In a pretechnological world, the ability to read and write is neither common nor particularly valued. Heralds post and read proclamations, a constable or reeve might be able to read enough words in the typical legal document to make it out, but otherwise the act of letter-writing is reserved for priests and wizards and educated city-folk.
Scribes therefore also act as aides for diplomatic communications. When the lord wants to send a message to their allies, the scribe is summoned.

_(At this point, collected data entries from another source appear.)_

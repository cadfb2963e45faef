//! TOML configuration file loading
//!
//! Supports `~/.config/emotive/config.toml` as a persistent config source.
//! All fields are optional: the file is a partial overlay on top of defaults.

use std::path::{Path, PathBuf};

use serde::Deserialize;

/// Top-level TOML configuration file schema
#[derive(Debug, Default, Deserialize)]
pub struct EmotiveConfigFile {
    /// Chat completion endpoint configuration
    #[serde(default)]
    pub chat: ChatFileConfig,

    /// Speech recognition / synthesis configuration
    #[serde(default)]
    pub speech: SpeechFileConfig,

    /// Listening session configuration
    #[serde(default)]
    pub listen: ListenFileConfig,
}

/// Chat-related configuration
#[derive(Debug, Default, Deserialize)]
pub struct ChatFileConfig {
    /// Azure OpenAI resource endpoint
    pub endpoint: Option<String>,

    /// Azure OpenAI API key
    pub api_key: Option<String>,

    /// Deployment name (e.g. "gpt-4o")
    pub deployment: Option<String>,

    /// REST API version
    pub api_version: Option<String>,

    /// Sampling temperature
    pub temperature: Option<f32>,

    /// Response length cap
    pub max_tokens: Option<u32>,

    /// Override for the assistant persona prompt
    pub system_prompt: Option<String>,
}

/// Speech configuration
#[derive(Debug, Default, Deserialize)]
pub struct SpeechFileConfig {
    /// Speech resource endpoint
    pub endpoint: Option<String>,

    /// Speech subscription key
    pub api_key: Option<String>,

    /// Transcription provider ("azure" or "whisper")
    pub provider: Option<String>,

    /// Recognition language (e.g. "en-US")
    pub language: Option<String>,

    /// Text-to-speech endpoint (e.g. `https://westeurope.tts.speech.microsoft.com`)
    pub tts_endpoint: Option<String>,

    /// Preferred synthesis voice name
    pub voice: Option<String>,

    /// Whisper deployment name when `provider = "whisper"`
    pub whisper_deployment: Option<String>,

    /// ggml model file for offline recognition
    pub local_model: Option<PathBuf>,
}

/// Listening configuration
#[derive(Debug, Default, Deserialize)]
pub struct ListenFileConfig {
    /// Device profile ("desktop" or "mobile")
    pub profile: Option<String>,

    /// Auto-stop timeout in seconds
    pub timeout_secs: Option<u64>,
}

/// Load the TOML config file from the standard path
///
/// Returns `EmotiveConfigFile::default()` if the file doesn't exist or can't be parsed.
pub fn load_config_file() -> EmotiveConfigFile {
    let Some(path) = config_file_path() else {
        return EmotiveConfigFile::default();
    };

    load_config_from(&path)
}

/// Load a TOML config file from an explicit path
///
/// Missing or malformed files yield defaults.
pub fn load_config_from(path: &Path) -> EmotiveConfigFile {
    if !path.exists() {
        return EmotiveConfigFile::default();
    }

    match std::fs::read_to_string(path) {
        Ok(content) => match toml::from_str(&content) {
            Ok(config) => {
                tracing::info!(path = %path.display(), "loaded config file");
                config
            }
            Err(e) => {
                tracing::warn!(
                    path = %path.display(),
                    error = %e,
                    "failed to parse config file, using defaults"
                );
                EmotiveConfigFile::default()
            }
        },
        Err(e) => {
            tracing::warn!(
                path = %path.display(),
                error = %e,
                "failed to read config file"
            );
            EmotiveConfigFile::default()
        }
    }
}

/// Return the config file path: `~/.config/emotive/config.toml`
pub fn config_file_path() -> Option<PathBuf> {
    directories::BaseDirs::new().map(|d| d.config_dir().join("emotive").join("config.toml"))
}
// ABOUTME: Repetition-max estimation formulas and target normalization for strength sets
// ABOUTME: Converts heterogeneous weight/rep pairs into one comparable metric with an estimation flag
//
// SPDX-License-Identifier: MIT OR Apache-2.0
// Copyright (c) 2025 Liftbook

use std::str::FromStr;

use serde::{Deserialize, Serialize};

use crate::constants::rep_max::{
    BRZYCKI_DENOMINATOR_BASE, BRZYCKI_NUMERATOR, EPLEY_REP_DIVISOR, FIVE_RM_REPS,
    HIGH_REP_THRESHOLD, ONE_RM_REPS,
};
use crate::errors::InsightsError;

/// One-rep-max estimation formulas.
///
/// Neither formula is trusted at its reference points: Epley still inflates
/// a true single by a factor of 31/30, and both drift at the extremes
/// (Brzycki's denominator collapses as reps approach 37). The trend
/// therefore passes reference-rep sets through unconverted and only runs a
/// formula when the rep count actually differs from the target.
#[derive(Debug, Clone, Copy, Default, PartialEq, Eq, Hash, Serialize, Deserialize)]
#[serde(rename_all = "lowercase")]
pub enum RepMaxFormula {
    /// Epley (1985): `1RM = weight * (1 + reps / 30)`.
    ///
    /// The diary's default; linear in reps and well-behaved across the
    /// 1-15 rep range users actually log.
    #[default]
    Epley,
    /// Brzycki (1993): `1RM = weight * 36 / (37 - reps)`.
    ///
    /// Slightly more conservative than Epley below 10 reps. Defined for
    /// `reps < 37`; callers stay in sane rep ranges.
    Brzycki,
}

impl RepMaxFormula {
    /// Estimated one-rep max for `weight_kg` lifted `reps` times.
    #[must_use]
    pub fn one_rm(self, weight_kg: f64, reps: u32) -> f64 {
        match self {
            Self::Epley => weight_kg.mul_add(f64::from(reps) / EPLEY_REP_DIVISOR, weight_kg),
            Self::Brzycki => {
                weight_kg * BRZYCKI_NUMERATOR / (BRZYCKI_DENOMINATOR_BASE - f64::from(reps))
            }
        }
    }

    /// Estimated `target`-rep max: the one-rep max scaled back down by the
    /// formula's own factor at `target` repetitions.
    #[must_use]
    pub fn n_rep_max(self, weight_kg: f64, reps: u32, target: u32) -> f64 {
        let one_rm = self.one_rm(weight_kg, reps);
        match self {
            Self::Epley => one_rm / (1.0 + f64::from(target) / EPLEY_REP_DIVISOR),
            Self::Brzycki => {
                one_rm * (BRZYCKI_DENOMINATOR_BASE - f64::from(target)) / BRZYCKI_NUMERATOR
            }
        }
    }

    /// Formula name for display.
    #[must_use]
    pub const fn name(self) -> &'static str {
        match self {
            Self::Epley => "Epley",
            Self::Brzycki => "Brzycki",
        }
    }

    /// Formula expression for display.
    #[must_use]
    pub const fn description(self) -> &'static str {
        match self {
            Self::Epley => "1RM = weight x (1 + reps / 30)",
            Self::Brzycki => "1RM = weight x 36 / (37 - reps)",
        }
    }
}

impl FromStr for RepMaxFormula {
    type Err = InsightsError;

    fn from_str(s: &str) -> Result<Self, Self::Err> {
        match s.to_lowercase().as_str() {
            "epley" => Ok(Self::Epley),
            "brzycki" => Ok(Self::Brzycki),
            other => Err(InsightsError::InvalidRmFormula(other.into())),
        }
    }
}

/// Repetition-max target the strength trend normalizes every set to.
#[derive(Debug, Clone, Copy, PartialEq, Eq, Hash, Serialize, Deserialize)]
pub enum RmTarget {
    /// Single-rep max; sets at exactly one rep pass through unconverted.
    #[serde(rename = "1RM")]
    OneRm,
    /// Five-rep max; sets at exactly five reps pass through unconverted.
    #[serde(rename = "5RM")]
    FiveRm,
    /// Top raw weight among high-rep sets (8+ reps); never converted.
    #[serde(rename = "over8RM")]
    OverEight,
}

/// A set's weight normalized to a target scale.
#[derive(Debug, Clone, Copy, PartialEq)]
pub struct ComparableWeight {
    /// Weight in kilograms on the target's scale.
    pub weight_kg: f64,
    /// True when the value came out of a formula rather than off the bar.
    pub estimated: bool,
}

impl RmTarget {
    /// Whether a set with these fields can contribute to the trend.
    ///
    /// The convertible targets take any set that has both a finite weight
    /// and a rep count; the high-rep target additionally demands 8+ reps.
    #[must_use]
    pub fn accepts(self, weight_kg: Option<f64>, reps: Option<u32>) -> bool {
        let finite_weight = weight_kg.is_some_and(f64::is_finite);
        match (self, reps) {
            (Self::OverEight, Some(reps)) => finite_weight && reps >= HIGH_REP_THRESHOLD,
            (Self::OneRm | Self::FiveRm, Some(_)) => finite_weight,
            (_, None) => false,
        }
    }

    /// Normalize an accepted set to this target's scale.
    ///
    /// Identity (not estimated) when the set was performed at the target's
    /// reference rep count; formula-derived (estimated) otherwise.
    #[must_use]
    pub fn comparable(self, weight_kg: f64, reps: u32, formula: RepMaxFormula) -> ComparableWeight {
        match self {
            Self::OverEight => ComparableWeight {
                weight_kg,
                estimated: false,
            },
            Self::OneRm if reps == ONE_RM_REPS => ComparableWeight {
                weight_kg,
                estimated: false,
            },
            Self::OneRm => ComparableWeight {
                weight_kg: formula.one_rm(weight_kg, reps),
                estimated: true,
            },
            Self::FiveRm if reps == FIVE_RM_REPS => ComparableWeight {
                weight_kg,
                estimated: false,
            },
            Self::FiveRm => ComparableWeight {
                weight_kg: formula.n_rep_max(weight_kg, reps, FIVE_RM_REPS),
                estimated: true,
            },
        }
    }

    /// Canonical wire string.
    #[must_use]
    pub const fn as_str(self) -> &'static str {
        match self {
            Self::OneRm => "1RM",
            Self::FiveRm => "5RM",
            Self::OverEight => "over8RM",
        }
    }
}

impl FromStr for RmTarget {
    type Err = InsightsError;

    fn from_str(s: &str) -> Result<Self, Self::Err> {
        match s {
            "1RM" => Ok(Self::OneRm),
            "5RM" => Ok(Self::FiveRm),
            "over8RM" => Ok(Self::OverEight),
            other => Err(InsightsError::InvalidRmTarget(other.into())),
        }
    }
}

Scribes are expected to be conversant in many written languages and capable of translating rare and obscure or dead languages found in the kinds of tomes recovered from ruins and dungeons. But of course the most valued use of a scribe for the adventuring lord is the crafting of scrolls!
THE TANNERY
Magical scrolls require rare and unique chemicals to make inks as well as special tanning techniques to cure the vellum in a tannery. All parchment is made from cured animal hide, but vellum is especially durable, resistant to both flame and water, and well suited to holding the unique inks used in a magical scroll without running or fading over time. A scribe would never consider inking onto paper. A paper scroll wouldn’t survive long in the conditions the typical adventuring lord is used to.If a spellcaster of appropriate level is present for at least an hour, a scribe can craft a magic scroll in a fraction of the time it would take a wizard or sorcerer to do it alone. The time and cost are both reduced by 10% per level of the tannery. The tannery allows your scribe, who is proficient in scrollscribing, to craft 10% faster than normal per level of the smithy.
THE NETWORK
Your spy makes it much harder for your enemies and even your allies to know what you’re up to. Your spy increases the DC for agents spying on you by 3 plus 1 per level of your spy’s network.In addition, your spy knows which nearby folk might be interested in signing on to your service. Each time you roll on your followers chart, the spy lets you increase or decrease your roll by up to 3 plus 1 per level of your network. By this method you gain some measure of control over whom you recruit.
Having a tailor in your retinue means you not only look good, but you also know how to act, know better how to create the reactions you’re looking for in your allies and your enemies. Subtle changes to appearance and behavior act as a force multiplier for your natural charisma.
Not every regent yearns for a good tailor. The barbarian considers such finery a sign of the corrupt and decadent cancer men call civilization. But many rulers consider a good tailor a necessity.